Stock market volatility has investors on edge due to uncertainty over tariffs, job cuts, and international events. The S&P 500 has entered a correction, down 10% from its peak, with concerns about consumer spending and trade policy impact on profits. Experts urge focus on long-term strategy amid market turbulence.

Uncertainty in the stock market is heightened by abrupt policy changes, like Trump’s tariff delays causing market sell-offs. Questions remain about future tariff decisions and potential responses from other countries. Hassett and Bessent address concerns over tariff policy and emphasize long-term economic health over short-term volatility.
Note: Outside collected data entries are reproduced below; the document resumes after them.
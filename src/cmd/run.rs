//! `stratum run`: start the gateway.
//!
//! Loads and validates projects, connects the cache, binds every route
//! to its data source, then serves until Ctrl+C / SIGTERM. Database pools
//! and the cache connection are closed after the listener drains.

use std::net::SocketAddr;
use std::sync::Arc;
use std::time::Duration;

use crate::cache::CacheGateway;
use crate::cli::RunArgs;
use crate::config;
use crate::error::StratumError;
use crate::logging;
use crate::pool::{PoolOptions, PoolRegistry};
use crate::server::{self, AppState};
use crate::source::Outbound;

pub async fn execute(args: RunArgs) -> Result<(), StratumError> {
    let log_format = logging::resolve_format(args.pretty, args.json);
    logging::init(&args.log_level, log_format);

    let (config, source_label) = config::load_validated(args.config.as_deref()).await?;
    let (db_count, api_count) = config.count_by_kind();
    if config.projects.is_empty() {
        tracing::warn!(source = %source_label, "no projects configured, serving /health only");
    }

    let cache = CacheGateway::connect(args.redis_url.as_deref()).await;
    let registry = Arc::new(PoolRegistry::new(PoolOptions {
        max_connections: args.db_max_connections,
        acquire_timeout: Duration::from_millis(args.db_acquire_timeout),
    }));
    let outbound = Outbound::new(
        server::build_http_client(),
        Some(args.user_agent.as_str()),
        Duration::from_millis(args.upstream_timeout),
    );

    let state = Arc::new(AppState::new(&config, cache, registry, &outbound)?);
    let router = server::build_router(Arc::clone(&state));

    let addr: SocketAddr = format!("{}:{}", args.host, args.listen_port()).parse()?;
    let listener = tokio::net::TcpListener::bind(addr).await?;

    tracing::info!(
        addr = %addr,
        source = %source_label,
        database_projects = db_count,
        api_projects = api_count,
        cache = state.cache.kind(),
        "stratum started"
    );

    axum::serve(listener, router)
        .with_graceful_shutdown(server::shutdown_signal())
        .await?;

    state.shutdown().await;
    tracing::info!("stratum stopped");
    Ok(())
}
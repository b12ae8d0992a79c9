//! `GET /health` liveness handler. Always `200 OK` with body `OK`,
//! independent of any configured project or backing store.

pub async fn health_handler() -> &'static str {
    "OK"
}
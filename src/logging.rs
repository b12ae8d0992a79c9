//! Structured logging setup using the `tracing` ecosystem.
//!
//! Configures a `tracing-subscriber` with either JSON output (for
//! production) or pretty-printed output (for TTY / local dev). Format
//! is auto-detected from the terminal but can be forced via `--json`
//! or `--pretty`.

use tracing_subscriber::filter::Targets;
use tracing_subscriber::{fmt, layer::SubscriberExt, util::SubscriberInitExt};

use crate::cli::LogLevel;

#[derive(Debug, Clone, Copy, PartialEq, Eq)]
pub enum LogFormat {
    Json,
    Pretty,
}

#[must_use]
pub fn resolve_format(pretty: bool, json: bool) -> LogFormat {
    if json {
        LogFormat::Json
    } else if pretty || std::io::IsTerminal::is_terminal(&std::io::stdout()) {
        LogFormat::Pretty
    } else {
        LogFormat::Json
    }
}

/// Install the global subscriber. sqlx statement logging is capped at
/// `warn` so per-request queries do not flood the output.
pub fn init(level: &LogLevel, format: LogFormat) {
    let tracing_level = level.to_tracing_level();
    let filter = Targets::new()
        .with_default(tracing_level)
        .with_target("sqlx::query", tracing::Level::WARN);

    match format {
        LogFormat::Json => {
            tracing_subscriber::registry()
                .with(filter)
                .with(fmt::layer().json().with_target(false))
                .init();
        }
        LogFormat::Pretty => {
            tracing_subscriber::registry()
                .with(filter)
                .with(fmt::layer().pretty())
                .init();
        }
    }
}
use clap::Parser;

#[tokio::main]
async fn main() {
    // A .env file feeds the env-backed flags, so it is read before parsing
    dotenvy::dotenv().ok();

    let cli = stratum::cli::Cli::parse();
    if let Err(e) = stratum::cmd::dispatch(cli).await {
        eprintln!("Error: {e}");
        std::process::exit(1);
    }
}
Financial planner Klontz attributes stock market turmoil to human psychology and emotion, urging investors to avoid panic and maintain perspective. Despite recent market pullbacks, advisors stress the importance of rational decision-making and not engaging in catastrophic thinking. Historically, markets have rebounded from downturns, emphasizing the need to stay calm and focused.

In times of uncertainty, investors should focus on factors within their control, like asset allocation and diversification. International stocks and bonds have seen positive returns amidst US market volatility, highlighting the benefits of a well-diversified portfolio. Ultimately, investor behavior, not government policy, poses the biggest threat to stock returns.